Question

Analysis of shRNA/CRISPR screens in 2021

3

Entering edit mode

2.8 years ago

ATpoint 82k

I am looking for hands-on experiences towards the analysis of shRNA (or CRISPR as it's basicall the same) screens. What are the tools one uses in 2021, is Mageck still the standard for it?

We performed a screen with about 2000 barcodes, with an average of 5 shRNAs per gene, 60 positive (killing) and 60 negative control (non-targeting) barcodes. Three celllines, each with an input control harvested 1 day after infecting the cells with the shRNA virus soup.
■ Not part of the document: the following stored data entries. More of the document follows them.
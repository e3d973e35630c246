//! Caching locator
//!
//! Wraps an inner locator and remembers its answers, including "not found".
//! Negative entries expire on a much shorter clock than positive ones so a
//! service that appears in the catalog becomes reachable quickly, while
//! steady-state lookups stay cheap.
//!
//! Concurrent lookups of the same key are collapsed onto a single inner call
//! (single-flight): the first caller takes a per-key guard and performs the
//! lookup, everyone else queues on the guard and then reads the fresh entry.

use std::sync::Arc;

use async_trait::async_trait;
use dashmap::DashMap;
use tokio::sync::Mutex;
use tokio::time::{Duration, Instant};
use tracing::debug;

use crate::backend::{Endpoint, Locator};
use crate::name::ServerName;

/// Default lifetime of a positive cache entry.
pub const DEFAULT_POSITIVE_TTL: Duration = Duration::from_secs(5 * 60);

/// Default lifetime of a negative cache entry.
pub const DEFAULT_NEGATIVE_TTL: Duration = Duration::from_secs(30);

struct CachedResult {
    endpoint: Option<Endpoint>,
    expires: Instant,
}

/// Locator cache with per-entry TTL and per-key single-flight.
pub struct CacheLocator {
    inner: Arc<dyn Locator>,
    entries: DashMap<String, CachedResult>,
    in_flight: DashMap<String, Arc<Mutex<()>>>,
    positive_ttl: Duration,
    negative_ttl: Duration,
}

impl CacheLocator {
    pub fn new(inner: Arc<dyn Locator>) -> Self {
        Self::with_ttls(inner, DEFAULT_POSITIVE_TTL, DEFAULT_NEGATIVE_TTL)
    }

    pub fn with_ttls(
        inner: Arc<dyn Locator>,
        positive_ttl: Duration,
        negative_ttl: Duration,
    ) -> Self {
        Self {
            inner,
            entries: DashMap::new(),
            in_flight: DashMap::new(),
            positive_ttl,
            negative_ttl,
        }
    }

    fn load_fresh(&self, key: &str) -> Option<Option<Endpoint>> {
        let entry = self.entries.get(key)?;
        if entry.expires <= Instant::now() {
            return None;
        }
        Some(entry.endpoint.clone())
    }

    fn store(&self, key: &str, endpoint: Option<Endpoint>) {
        let ttl = if endpoint.is_some() {
            self.positive_ttl
        } else {
            self.negative_ttl
        };
        self.entries.insert(
            key.to_string(),
            CachedResult {
                endpoint,
                expires: Instant::now() + ttl,
            },
        );
    }

    /// Drop all cached entries.
    pub fn clear(&self) {
        self.entries.clear();
    }
}

#[async_trait]
impl Locator for CacheLocator {
    async fn locate(&self, name: &ServerName) -> Option<Endpoint> {
        let key = name.punycode.as_str();

        if let Some(cached) = self.load_fresh(key) {
            return cached;
        }

        // The guard map is keyed like the entry map and bounded the same way,
        // by the number of unique names seen.
        let guard = self
            .in_flight
            .entry(key.to_string())
            .or_insert_with(|| Arc::new(Mutex::new(())))
            .clone();
        let _flight = guard.lock().await;

        // Whoever held the guard before us may have refreshed the entry.
        if let Some(cached) = self.load_fresh(key) {
            return cached;
        }

        let result = self.inner.locate(name).await;
        debug!(
            name = %name,
            found = result.is_some(),
            "locator cache miss resolved"
        );
        self.store(key, result.clone());
        result
    }
}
Each sample and input is triplicated, so 18 libraries in total. I can do QC and everything without a dedicated tool, looking for dedicated DE software.

The aim would be to both compare each cellline with its control but also compare celllines with each other. There are no batch effects so correction for these is not a requirement. Support for normalization to the control genes would be a plus but it is also fine if I have to do it externally with the controlGenes from DESeq2::estimateSizeFactors.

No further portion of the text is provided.